Trade in this species is currently continuing both legally and illegally, with much of the reported trade originating in East Asia (UNEP-WCMC 2012a,b). Using large trade volumes as an indicator of high levels of exploitation, most of which can likely be attributed to non-selective fishing practices, it is suspected that populations of H. kelloggi have declined by at least 30% over at least the last 10 to 15 years and that these declines are likely to continue into the future. This species is therefore listed as Vulnerable under Criterion A.

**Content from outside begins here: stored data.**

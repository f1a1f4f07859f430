use serde::{Deserialize, Serialize};
use std::fs::{self, OpenOptions};
use std::io::Write;
use std::path::PathBuf;
use std::sync::{Mutex, MutexGuard, OnceLock};
use std::time::Duration;

use crate::git::repository::Repository;

#[derive(Serialize, Deserialize, Clone, Debug)]
struct ErrorEnvelope {
    #[serde(rename = "type")]
    event_type: String,
    timestamp: String,
    message: String,
    #[serde(skip_serializing_if = "Option::is_none")]
    context: Option<serde_json::Value>,
}

#[derive(Serialize, Deserialize, Clone, Debug)]
struct MessageEnvelope {
    #[serde(rename = "type")]
    event_type: String,
    timestamp: String,
    message: String,
    level: String,
    #[serde(skip_serializing_if = "Option::is_none")]
    context: Option<serde_json::Value>,
}

#[derive(Serialize, Deserialize, Clone, Debug)]
struct PerformanceEnvelope {
    #[serde(rename = "type")]
    event_type: String,
    timestamp: String,
    operation: String,
    duration_ms: u128,
    #[serde(skip_serializing_if = "Option::is_none")]
    context: Option<serde_json::Value>,
}

#[derive(Clone, Debug)]
enum LogEnvelope {
    Error(ErrorEnvelope),
    Performance(PerformanceEnvelope),
    Message(MessageEnvelope),
}

impl LogEnvelope {
    fn to_json(&self) -> Option<serde_json::Value> {
        match self {
            LogEnvelope::Error(e) => serde_json::to_value(e).ok(),
            LogEnvelope::Performance(p) => serde_json::to_value(p).ok(),
            LogEnvelope::Message(m) => serde_json::to_value(m).ok(),
        }
    }
}

/// Events are held in memory until a repository is known, then written
/// to `<git-dir>/ai-authorship/logs/<pid>.log` as JSON lines.
enum LogMode {
    Buffered(Vec<LogEnvelope>),
    Disk(PathBuf),
}

/// Cap on buffered envelopes when no repository context is ever set
const MAX_BUFFERED: usize = 1000;

struct ObservabilityInner {
    mode: LogMode,
}

static OBSERVABILITY: OnceLock<Mutex<ObservabilityInner>> = OnceLock::new();

fn lock_observability() -> MutexGuard<'static, ObservabilityInner> {
    OBSERVABILITY
        .get_or_init(|| {
            Mutex::new(ObservabilityInner {
                mode: LogMode::Buffered(Vec::new()),
            })
        })
        .lock()
        .unwrap_or_else(|poisoned| poisoned.into_inner())
}

/// Set the repository context and flush buffered events to disk
pub fn set_repo_context(repo: &Repository) {
    let logs_dir = repo.storage_dir().join("logs");
    let log_path = logs_dir.join(format!("{}.log", std::process::id()));

    let mut obs = lock_observability();
    let buffered_events = match &mut obs.mode {
        LogMode::Buffered(events) => std::mem::take(events),
        LogMode::Disk(_) => return, // Already set, ignore
    };
    obs.mode = LogMode::Disk(log_path.clone());
    drop(obs); // Release lock before writing

    if fs::create_dir_all(&logs_dir).is_err() {
        return;
    }
    if !buffered_events.is_empty()
        && let Ok(mut file) = OpenOptions::new().create(true).append(true).open(&log_path)
    {
        for envelope in buffered_events {
            if let Some(json) = envelope.to_json() {
                let _ = writeln!(file, "{}", json);
            }
        }
    }
}

/// Append an envelope (buffer if no repo context, write to disk if context set)
fn append_envelope(envelope: LogEnvelope) {
    let mut obs = lock_observability();

    match &mut obs.mode {
        LogMode::Buffered(buffer) => {
            if buffer.len() < MAX_BUFFERED {
                buffer.push(envelope);
            }
        }
        LogMode::Disk(log_path) => {
            let log_path = log_path.clone();
            drop(obs); // Release lock before file I/O

            if let Some(json) = envelope.to_json()
                && let Ok(mut file) = OpenOptions::new().create(true).append(true).open(&log_path)
            {
                let _ = writeln!(file, "{}", json);
            }
        }
    }
}

pub fn log_error(error: &dyn std::error::Error, context: Option<serde_json::Value>) {
    append_envelope(LogEnvelope::Error(ErrorEnvelope {
        event_type: "error".to_string(),
        timestamp: chrono::Utc::now().to_rfc3339(),
        message: error.to_string(),
        context,
    }));
}

pub fn log_performance(operation: &str, duration: Duration, context: Option<serde_json::Value>) {
    append_envelope(LogEnvelope::Performance(PerformanceEnvelope {
        event_type: "performance".to_string(),
        timestamp: chrono::Utc::now().to_rfc3339(),
        operation: operation.to_string(),
        duration_ms: duration.as_millis(),
        context,
    }));
}

/// Log a message (info, warning, etc.)
pub fn log_message(message: &str, level: &str, context: Option<serde_json::Value>) {
    append_envelope(LogEnvelope::Message(MessageEnvelope {
        event_type: "message".to_string(),
        timestamp: chrono::Utc::now().to_rfc3339(),
        message: message.to_string(),
        level: level.to_string(),
        context,
    }));
}

#[cfg(test)]
mod tests {
    use super::*;

    #[test]
    fn test_envelope_json_shape() {
        let envelope = LogEnvelope::Performance(PerformanceEnvelope {
            event_type: "performance".to_string(),
            timestamp: "2024-08-01T00:00:00+00:00".to_string(),
            operation: "resolve.file".to_string(),
            duration_ms: 12,
            context: None,
        });
        let json = envelope.to_json().unwrap();
        assert_eq!(json["type"], "performance");
        assert_eq!(json["operation"], "resolve.file");
        assert_eq!(json["duration_ms"], 12);
        assert!(json.get("context").is_none());
    }

    #[test]
    fn test_message_envelope_keeps_level() {
        let envelope = LogEnvelope::Message(MessageEnvelope {
            event_type: "message".to_string(),
            timestamp: "t".to_string(),
            message: "hello".to_string(),
            level: "warning".to_string(),
            context: Some(serde_json::json!({"k": 1})),
        });
        let json = envelope.to_json().unwrap();
        assert_eq!(json["level"], "warning");
        assert_eq!(json["context"]["k"], 1);
    }
}
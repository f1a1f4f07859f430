use glob::{MatchOptions, Pattern};
use regex::{Regex, RegexBuilder};
use serde::Serialize;
use std::collections::{BTreeMap, HashSet};

use crate::error::AttributionError;
use crate::stats::events::{EventKind, TrackingEvent};
use crate::stats::summary::percentage;

#[derive(Debug, Clone, Copy, PartialEq, Eq, Default)]
pub enum MatchMode {
    #[default]
    Exact,
    Glob,
    Regex,
}

/// Branch selector for reports. An empty pattern selects every branch.
#[derive(Debug, Clone, PartialEq, Eq, Default)]
pub struct BranchFilter {
    pub pattern: String,
    pub mode: MatchMode,
    pub case_insensitive: bool,
}

enum Matcher {
    All,
    Exact(String),
    Glob(Pattern),
    Regex(Regex),
}

/// A `BranchFilter` whose pattern has been checked and compiled
pub struct CompiledBranchFilter {
    matcher: Matcher,
    case_insensitive: bool,
}

impl BranchFilter {
    pub fn new(pattern: &str, mode: MatchMode) -> Self {
        BranchFilter {
            pattern: pattern.to_string(),
            mode,
            case_insensitive: false,
        }
    }

    pub fn all() -> Self {
        Self::default()
    }

    pub fn case_insensitive(mut self, case_insensitive: bool) -> Self {
        self.case_insensitive = case_insensitive;
        self
    }

    /// Compile the pattern. A malformed glob or regex fails here, before any
    /// branch is matched.
    pub fn validate(&self) -> Result<CompiledBranchFilter, AttributionError> {
        let invalid = |reason: String| AttributionError::InvalidFilterPattern {
            pattern: self.pattern.clone(),
            reason,
        };

        let matcher = if self.pattern.is_empty() {
            Matcher::All
        } else {
            match self.mode {
                MatchMode::Exact => Matcher::Exact(self.pattern.clone()),
                MatchMode::Glob => {
                    Matcher::Glob(Pattern::new(&self.pattern).map_err(|e| invalid(e.to_string()))?)
                }
                MatchMode::Regex => Matcher::Regex(
                    RegexBuilder::new(&self.pattern)
                        .case_insensitive(self.case_insensitive)
                        .build()
                        .map_err(|e| invalid(e.to_string()))?,
                ),
            }
        };

        Ok(CompiledBranchFilter {
            matcher,
            case_insensitive: self.case_insensitive,
        })
    }
}

impl CompiledBranchFilter {
    /// Regex patterns are unanchored; exact and glob patterns match the
    /// whole branch name.
    pub fn matches(&self, branch: &str) -> bool {
        match &self.matcher {
            Matcher::All => true,
            Matcher::Exact(expected) => {
                if self.case_insensitive {
                    expected.to_lowercase() == branch.to_lowercase()
                } else {
                    expected == branch
                }
            }
            Matcher::Glob(pattern) => pattern.matches_with(
                branch,
                MatchOptions {
                    case_sensitive: !self.case_insensitive,
                    require_literal_separator: false,
                    require_literal_leading_dot: false,
                },
            ),
            Matcher::Regex(regex) => regex.is_match(branch),
        }
    }
}

#[derive(Debug, Clone, PartialEq, Serialize)]
pub struct BranchStats {
    pub branch: String,
    pub ai_events: usize,
    pub human_events: usize,
    pub lines_added: u64,
    pub lines_modified: u64,
    pub lines_deleted: u64,
    pub ai_percentage: f64,
    pub contributors: usize,
}

#[derive(Debug, Clone, PartialEq, Serialize)]
pub struct BranchReport {
    pub total_events: usize,
    /// Sorted by branch name
    pub branches: Vec<BranchStats>,
}

impl BranchReport {
    pub fn branch(&self, name: &str) -> Option<&BranchStats> {
        self.branches.iter().find(|b| b.branch == name)
    }
}

/// Group events on matching branches. Events without a branch count
/// towards the default branch.
pub fn branch_report(
    events: &[TrackingEvent],
    filter: &BranchFilter,
) -> Result<BranchReport, AttributionError> {
    let compiled = filter.validate()?;

    let mut by_branch: BTreeMap<&str, (BranchStats, u64, u64, HashSet<&str>)> = BTreeMap::new();
    let mut total_events = 0;

    for event in events {
        let branch = event.branch_or_default();
        if !compiled.matches(branch) {
            continue;
        }
        total_events += 1;

        let (stats, ai_lines, human_lines, authors) =
            by_branch.entry(branch).or_insert_with(|| {
                (
                    BranchStats {
                        branch: branch.to_string(),
                        ai_events: 0,
                        human_events: 0,
                        lines_added: 0,
                        lines_modified: 0,
                        lines_deleted: 0,
                        ai_percentage: 0.0,
                        contributors: 0,
                    },
                    0,
                    0,
                    HashSet::new(),
                )
            });

        let touched = event.lines_added() + event.lines_modified();
        match event.kind {
            EventKind::Ai => {
                stats.ai_events += 1;
                *ai_lines += touched;
            }
            EventKind::Human => {
                stats.human_events += 1;
                *human_lines += touched;
            }
        }
        stats.lines_added += event.lines_added();
        stats.lines_modified += event.lines_modified();
        stats.lines_deleted += event.lines_deleted();
        authors.insert(event.author.as_str());
    }

    let branches = by_branch
        .into_values()
        .map(|(mut stats, ai_lines, human_lines, authors)| {
            stats.ai_percentage = percentage(ai_lines, ai_lines + human_lines);
            stats.contributors = authors.len();
            stats
        })
        .collect();

    Ok(BranchReport {
        total_events,
        branches,
    })
}
use assert_cmd::Command;
use std::path::Path;

use git_authorship::authorship::record::{AuthorInfo, AuthorshipRecord};
use git_authorship::authorship::store::NotesStore;
use git_authorship::config::Config;
use git_authorship::git::repository::Repository;
use git_authorship::git::test_utils::TmpRepo;

/// Throwaway repository for integration tests. Panics on setup failures so
/// tests can stay focused on the behavior under test.
pub struct TestRepo {
    inner: TmpRepo,
    config: Config,
}

impl TestRepo {
    pub fn new() -> Self {
        TestRepo {
            inner: TmpRepo::new().expect("failed to create test repository"),
            config: Config::default(),
        }
    }

    pub fn with_config(config: Config) -> Self {
        TestRepo {
            inner: TmpRepo::new().expect("failed to create test repository"),
            config,
        }
    }

    pub fn path(&self) -> &Path {
        self.inner.path()
    }

    pub fn repo(&self) -> &Repository {
        self.inner.repo()
    }

    pub fn config(&self) -> &Config {
        &self.config
    }

    pub fn store(&self) -> NotesStore {
        NotesStore::new(self.repo(), self.config.notes_ref())
    }

    pub fn write(&self, relative: &str, contents: &str) {
        self.inner
            .write_file(relative, contents)
            .expect("failed to write file");
    }

    /// Stage everything and commit as `author`
    pub fn commit(&self, message: &str, author: &str) -> String {
        self.inner
            .commit_all(message, author)
            .expect("commit failed")
    }

    /// Commit with fixed author and committer dates
    pub fn commit_at(&self, message: &str, author: &str, date: &str) -> String {
        self.inner
            .commit_all_at(message, author, Some(date))
            .expect("commit failed")
    }

    pub fn git(&self, args: &[&str]) -> String {
        self.inner.git(args).expect("git command failed")
    }

    /// Store a record naming `author` for each of `files` in `commit`
    pub fn record(&self, commit: &str, files: &[&str], author: AuthorInfo) -> AuthorshipRecord {
        let mut record = AuthorshipRecord::new(commit);
        for file in files {
            record.add_author(file, author.clone());
        }
        self.store().put(&record).expect("failed to store record");
        record
    }

    /// Run the `git-authorship` binary inside the repository.
    /// Ok(stdout) on success, Err(stderr) otherwise.
    pub fn git_authorship(&self, args: &[&str]) -> Result<String, String> {
        let output = self
            .command()
            .args(args)
            .output()
            .expect("failed to run git-authorship");
        if output.status.success() {
            Ok(String::from_utf8_lossy(&output.stdout).to_string())
        } else {
            Err(String::from_utf8_lossy(&output.stderr).to_string())
        }
    }

    /// Binary command preconfigured to run in this repository, isolated from
    /// the user's config file
    pub fn command(&self) -> Command {
        let mut cmd = Command::cargo_bin("git-authorship").expect("binary not built");
        cmd.current_dir(self.path())
            .env("GIT_AUTHORSHIP_CONFIG", self.path().join(".git").join("no-config.json"))
            .env("GIT_AUTHORSHIP_DEBUG", "0")
            .env_remove("GIT_AUTHORSHIP_NOTES_REF")
            .env_remove("GIT_AUTHORSHIP_GIT_PATH");
        cmd
    }
}
use chrono::{Datelike, Days, NaiveDate, Weekday};
use serde::Serialize;

use crate::stats::period::DailyStats;

/// Calendar days compared at each end of the series
pub const TREND_WINDOW_DAYS: u64 = 7;
/// Minimum change in AI percentage points to call a direction
pub const TREND_THRESHOLD: f64 = 5.0;

#[derive(Debug, Clone, Copy, PartialEq, Eq, Serialize)]
pub enum TrendDirection {
    Increasing,
    Decreasing,
    Stable,
}

#[derive(Debug, Clone, PartialEq, Serialize)]
pub struct TrendAnalysis {
    pub first_week_ai_percentage: f64,
    pub last_week_ai_percentage: f64,
    pub delta: f64,
    pub direction: TrendDirection,
    pub most_active_weekday: Option<Weekday>,
    /// Population variance of the daily AI percentage
    pub variance: f64,
    /// `100 - variance`; not clamped, so very erratic series go negative
    pub stability: f64,
}

impl TrendAnalysis {
    /// Compares the first and last 7 calendar days of the series; spans
    /// shorter than two weeks compare overlapping windows.
    pub fn from_daily(daily: &[DailyStats]) -> Self {
        let mut days: Vec<&DailyStats> = daily.iter().collect();
        days.sort_by_key(|d| d.date);

        let (first_week, last_week) = match (days.first(), days.last()) {
            (Some(first), Some(last)) => {
                let window = Days::new(TREND_WINDOW_DAYS);
                let first_end = first.date.checked_add_days(window).unwrap_or(NaiveDate::MAX);
                let last_start = last.date.checked_sub_days(window).unwrap_or(NaiveDate::MIN);
                (
                    mean(days.iter().filter(|d| d.date < first_end).map(|d| d.ai_percentage)),
                    mean(days.iter().filter(|d| d.date > last_start).map(|d| d.ai_percentage)),
                )
            }
            _ => (0.0, 0.0),
        };
        let delta = last_week - first_week;

        let direction = if delta > TREND_THRESHOLD {
            TrendDirection::Increasing
        } else if delta < -TREND_THRESHOLD {
            TrendDirection::Decreasing
        } else {
            TrendDirection::Stable
        };

        let variance = population_variance(days.iter().map(|d| d.ai_percentage));

        TrendAnalysis {
            first_week_ai_percentage: first_week,
            last_week_ai_percentage: last_week,
            delta,
            direction,
            most_active_weekday: most_active_weekday(&days),
            variance,
            stability: 100.0 - variance,
        }
    }
}

fn mean(values: impl Iterator<Item = f64>) -> f64 {
    let (sum, count) = values.fold((0.0, 0usize), |(s, c), v| (s + v, c + 1));
    if count == 0 { 0.0 } else { sum / count as f64 }
}

fn population_variance(values: impl Iterator<Item = f64> + Clone) -> f64 {
    let m = mean(values.clone());
    mean(values.map(|v| (v - m) * (v - m)))
}

/// Weekday with the most events; ties go to the weekday seen first
fn most_active_weekday(days: &[&DailyStats]) -> Option<Weekday> {
    let mut totals: Vec<(Weekday, usize)> = Vec::new();
    for day in days {
        let weekday = day.date.weekday();
        match totals.iter_mut().find(|(w, _)| *w == weekday) {
            Some((_, total)) => *total += day.total_events(),
            None => totals.push((weekday, day.total_events())),
        }
    }

    let mut best: Option<(Weekday, usize)> = None;
    for (weekday, total) in totals {
        if best.is_none_or(|(_, best_total)| total > best_total) {
            best = Some((weekday, total));
        }
    }
    best.map(|(weekday, _)| weekday)
}
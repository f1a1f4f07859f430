use std::sync::OnceLock;

static DEBUG_ENABLED: OnceLock<bool> = OnceLock::new();

fn debug_enabled() -> bool {
    *DEBUG_ENABLED.get_or_init(|| {
        debug_setting(
            std::env::var("GIT_AUTHORSHIP_DEBUG").ok().as_deref(),
            cfg!(debug_assertions),
        )
    })
}

/// `1`/`true` force logging on and `0`/`false` force it off; otherwise debug builds log
fn debug_setting(value: Option<&str>, debug_build: bool) -> bool {
    match value {
        Some(v) if v == "1" || v.eq_ignore_ascii_case("true") => true,
        Some(v) if v == "0" || v.eq_ignore_ascii_case("false") => false,
        _ => debug_build,
    }
}

/// Print a diagnostic line to stderr when `GIT_AUTHORSHIP_DEBUG=1`, or in
/// debug builds unless it is set to `0`
pub fn debug_log(msg: &str) {
    if debug_enabled() {
        eprintln!("\x1b[1;33m[git-authorship]\x1b[0m {}", msg);
    }
}

/// Shorten a commit sha for display
pub fn short_sha(sha: &str) -> &str {
    if sha.len() > 7 { &sha[..7] } else { sha }
}

#[cfg(test)]
mod tests {
    use super::*;

    #[test]
    fn test_debug_setting() {
        assert!(debug_setting(Some("1"), false));
        assert!(debug_setting(Some("TRUE"), false));
        assert!(!debug_setting(Some("0"), true));
        assert!(!debug_setting(Some("false"), true));
        assert!(debug_setting(None, true));
        assert!(!debug_setting(None, false));
        assert!(debug_setting(Some("yes"), true));
        assert!(!debug_setting(Some("yes"), false));
    }

    #[test]
    fn test_short_sha() {
        assert_eq!(
            short_sha("0123456789abcdef0123456789abcdef01234567"),
            "0123456"
        );
        assert_eq!(short_sha("abc"), "abc");
    }
}
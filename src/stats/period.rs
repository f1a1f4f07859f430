use chrono::{DateTime, NaiveDate, Utc};
use serde::Serialize;
use std::collections::{BTreeMap, HashSet};

use crate::error::AttributionError;
use crate::stats::events::{EventKind, TrackingEvent};
use crate::stats::summary::{ContributorSummary, contributor_summaries, percentage};

/// Activity for one UTC calendar day
#[derive(Debug, Clone, PartialEq, Serialize)]
pub struct DailyStats {
    pub date: NaiveDate,
    pub ai_events: usize,
    pub human_events: usize,
    pub lines_added: u64,
    pub lines_modified: u64,
    pub lines_deleted: u64,
    /// Added plus modified lines from AI events
    pub ai_lines: u64,
    /// Added plus modified lines from human events
    pub human_lines: u64,
    pub ai_percentage: f64,
    pub contributors: usize,
}

impl DailyStats {
    fn empty(date: NaiveDate) -> Self {
        DailyStats {
            date,
            ai_events: 0,
            human_events: 0,
            lines_added: 0,
            lines_modified: 0,
            lines_deleted: 0,
            ai_lines: 0,
            human_lines: 0,
            ai_percentage: 0.0,
            contributors: 0,
        }
    }

    pub fn total_events(&self) -> usize {
        self.ai_events + self.human_events
    }
}

/// Bucket events by UTC day, oldest first. Days without events are absent.
pub fn daily_stats(events: &[TrackingEvent]) -> Vec<DailyStats> {
    let mut days: BTreeMap<NaiveDate, (DailyStats, HashSet<&str>)> = BTreeMap::new();

    for event in events {
        let date = event.timestamp.date_naive();
        let (day, authors) = days
            .entry(date)
            .or_insert_with(|| (DailyStats::empty(date), HashSet::new()));

        let touched = event.lines_added() + event.lines_modified();
        match event.kind {
            EventKind::Ai => {
                day.ai_events += 1;
                day.ai_lines += touched;
            }
            EventKind::Human => {
                day.human_events += 1;
                day.human_lines += touched;
            }
        }
        day.lines_added += event.lines_added();
        day.lines_modified += event.lines_modified();
        day.lines_deleted += event.lines_deleted();
        authors.insert(event.author.as_str());
    }

    days.into_values()
        .map(|(mut day, authors)| {
            day.contributors = authors.len();
            day.ai_percentage = percentage(day.ai_lines, day.ai_lines + day.human_lines);
            day
        })
        .collect()
}

/// Calendar-day window, inclusive at both ends
#[derive(Debug, Clone, Copy, PartialEq, Eq, Serialize)]
pub struct PeriodWindow {
    pub start: NaiveDate,
    pub end: NaiveDate,
}

impl PeriodWindow {
    pub fn new(start: NaiveDate, end: NaiveDate) -> Self {
        PeriodWindow { start, end }
    }

    /// Window ending today (UTC) and reaching back by a humantime duration
    /// such as `"7days"` or `"2w"`.
    pub fn last(duration: &str) -> Result<Self, AttributionError> {
        Self::last_from(duration, Utc::now())
    }

    pub fn last_from(duration: &str, now: DateTime<Utc>) -> Result<Self, AttributionError> {
        let parsed = humantime::parse_duration(duration).map_err(|e| {
            AttributionError::Generic(format!("Invalid duration '{}': {}", duration, e))
        })?;
        let delta = chrono::Duration::from_std(parsed).map_err(|e| {
            AttributionError::Generic(format!("Duration '{}' out of range: {}", duration, e))
        })?;
        let start = now.checked_sub_signed(delta).ok_or_else(|| {
            AttributionError::Generic(format!("Duration '{}' out of range", duration))
        })?;
        Ok(PeriodWindow {
            start: start.date_naive(),
            end: now.date_naive(),
        })
    }

    pub fn contains_date(&self, date: NaiveDate) -> bool {
        self.start <= date && date <= self.end
    }

    pub fn contains(&self, timestamp: DateTime<Utc>) -> bool {
        self.contains_date(timestamp.date_naive())
    }
}

#[derive(Debug, Clone, PartialEq, Serialize)]
pub struct PeriodSummary {
    pub window: PeriodWindow,
    pub total_events: usize,
    pub ai_events: usize,
    pub human_events: usize,
    pub lines_added: u64,
    pub lines_modified: u64,
    pub lines_deleted: u64,
    pub ai_percentage: f64,
    pub active_days: usize,
    pub top_contributor: Option<String>,
    pub contributors: Vec<ContributorSummary>,
    pub daily: Vec<DailyStats>,
}

pub fn period_summary(events: &[TrackingEvent], window: &PeriodWindow) -> PeriodSummary {
    let in_window: Vec<TrackingEvent> = events
        .iter()
        .filter(|e| window.contains(e.timestamp))
        .cloned()
        .collect();

    let daily = daily_stats(&in_window);
    let contributors = contributor_summaries(&in_window);

    let ai_lines: u64 = daily.iter().map(|d| d.ai_lines).sum();
    let human_lines: u64 = daily.iter().map(|d| d.human_lines).sum();

    PeriodSummary {
        window: *window,
        total_events: in_window.len(),
        ai_events: daily.iter().map(|d| d.ai_events).sum(),
        human_events: daily.iter().map(|d| d.human_events).sum(),
        lines_added: daily.iter().map(|d| d.lines_added).sum(),
        lines_modified: daily.iter().map(|d| d.lines_modified).sum(),
        lines_deleted: daily.iter().map(|d| d.lines_deleted).sum(),
        ai_percentage: percentage(ai_lines, ai_lines + human_lines),
        active_days: daily.len(),
        top_contributor: contributors.first().map(|c| c.author.clone()),
        contributors,
        daily,
    }
}

#[cfg(test)]
mod tests {
    use super::*;
    use crate::stats::events::FileChange;
    use chrono::TimeZone;

    fn at(d: u32, h: u32) -> DateTime<Utc> {
        Utc.with_ymd_and_hms(2024, 5, d, h, 0, 0).unwrap()
    }

    fn date(d: u32) -> NaiveDate {
        NaiveDate::from_ymd_opt(2024, 5, d).unwrap()
    }

    fn sample_events() -> Vec<TrackingEvent> {
        vec![
            TrackingEvent::new(EventKind::Ai, "Claude")
                .with_timestamp(at(1, 9))
                .with_file(FileChange::new("a.rs", 30, 0, 5)),
            TrackingEvent::new(EventKind::Human, "Alice")
                .with_timestamp(at(1, 23))
                .with_file(FileChange::new("a.rs", 5, 5, 0)),
            TrackingEvent::new(EventKind::Human, "Alice")
                .with_timestamp(at(3, 0))
                .with_file(FileChange::new("b.rs", 4, 0, 0)),
            TrackingEvent::new(EventKind::Ai, "Copilot").with_timestamp(at(5, 12)),
        ]
    }

    #[test]
    fn test_daily_buckets_by_utc_day() {
        let daily = daily_stats(&sample_events());
        assert_eq!(
            daily.iter().map(|d| d.date).collect::<Vec<_>>(),
            vec![date(1), date(3), date(5)]
        );

        let first = &daily[0];
        assert_eq!(first.ai_events, 1);
        assert_eq!(first.human_events, 1);
        assert_eq!(first.ai_lines, 30);
        assert_eq!(first.human_lines, 10);
        assert_eq!(first.lines_deleted, 5);
        assert_eq!(first.ai_percentage, 75.0);
        assert_eq!(first.contributors, 2);

        assert_eq!(daily[1].ai_percentage, 0.0);
        // no lines at all on the last day
        assert_eq!(daily[2].ai_percentage, 0.0);
        assert_eq!(daily[2].total_events(), 1);
    }

    #[test]
    fn test_window_is_inclusive() {
        let window = PeriodWindow::new(date(1), date(3));
        assert!(window.contains(at(1, 0)));
        assert!(window.contains(Utc.with_ymd_and_hms(2024, 5, 3, 23, 59, 59).unwrap()));
        assert!(!window.contains(at(4, 0)));

        let summary = period_summary(&sample_events(), &window);
        assert_eq!(summary.total_events, 3);
        assert_eq!(summary.active_days, 2);
        assert_eq!(summary.ai_events, 1);
        assert_eq!(summary.human_events, 2);
        assert_eq!(summary.lines_added, 39);
        assert_eq!(summary.top_contributor.as_deref(), Some("Claude"));
        assert_eq!(summary.contributors.len(), 2);
    }

    #[test]
    fn test_empty_period() {
        let window = PeriodWindow::new(date(20), date(25));
        let summary = period_summary(&sample_events(), &window);
        assert_eq!(summary.total_events, 0);
        assert_eq!(summary.ai_percentage, 0.0);
        assert_eq!(summary.top_contributor, None);
        assert!(summary.daily.is_empty());
    }

    #[test]
    fn test_last_from_humantime() {
        let now = at(10, 8);
        let window = PeriodWindow::last_from("7days", now).unwrap();
        assert_eq!(window, PeriodWindow::new(date(3), date(10)));

        let window = PeriodWindow::last_from("1h", now).unwrap();
        assert_eq!(window, PeriodWindow::new(date(10), date(10)));
    }

    #[test]
    fn test_last_rejects_bad_duration() {
        assert!(matches!(
            PeriodWindow::last("soon"),
            Err(AttributionError::Generic(_))
        ));
    }
}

|Previously published Red List assessments:||
|Range Description:||Hippocampus kelloggi has a relatively wide range throughout much of the Indo-Pacific. It has been recorded from Zanzibar in Tanzania, Pakistan, India, and southeast Asia, and north to China and Japan as well as Australia. This species has a suspected distribution including the east coast of Africa (North of Zanzibar), the Red Sea, the Persian Gulf and the Gulf of Oman (Lourie et al. 2004).|
Native:China; India; Indonesia; Japan; Malaysia; Pakistan; Philippines; Tanzania, United Republic of; Thailand; Viet Nam
|FAO Marine Fishing Areas:||
Present - origin uncertain:
Indian Ocean – western; Indian Ocean – eastern; Pacific – western central; Pacific – southwest; Pacific – northwest
|Lower depth limit (metres):||152|
|Upper depth limit (metres):||1|
|Range Map:||Click here to open the map viewer and explore range.|
|Population:||As Hippocampus kelloggi is relatively wide-spread (Lourie et al. 2004) it is difficult to accurately assess the global population trend for this species. There is, however, evidence from trade research across its range of declines in the availability of seahorses due to extensive exploitation (McPherson et al. 2004, Meeuwig et al. 2006, Perry et al. 2010). Even though some countries within the range of H. kelloggi restrict or ban the trade in wild specimens, illegal trade is reported to occur (UNEP-WCMC 2012b).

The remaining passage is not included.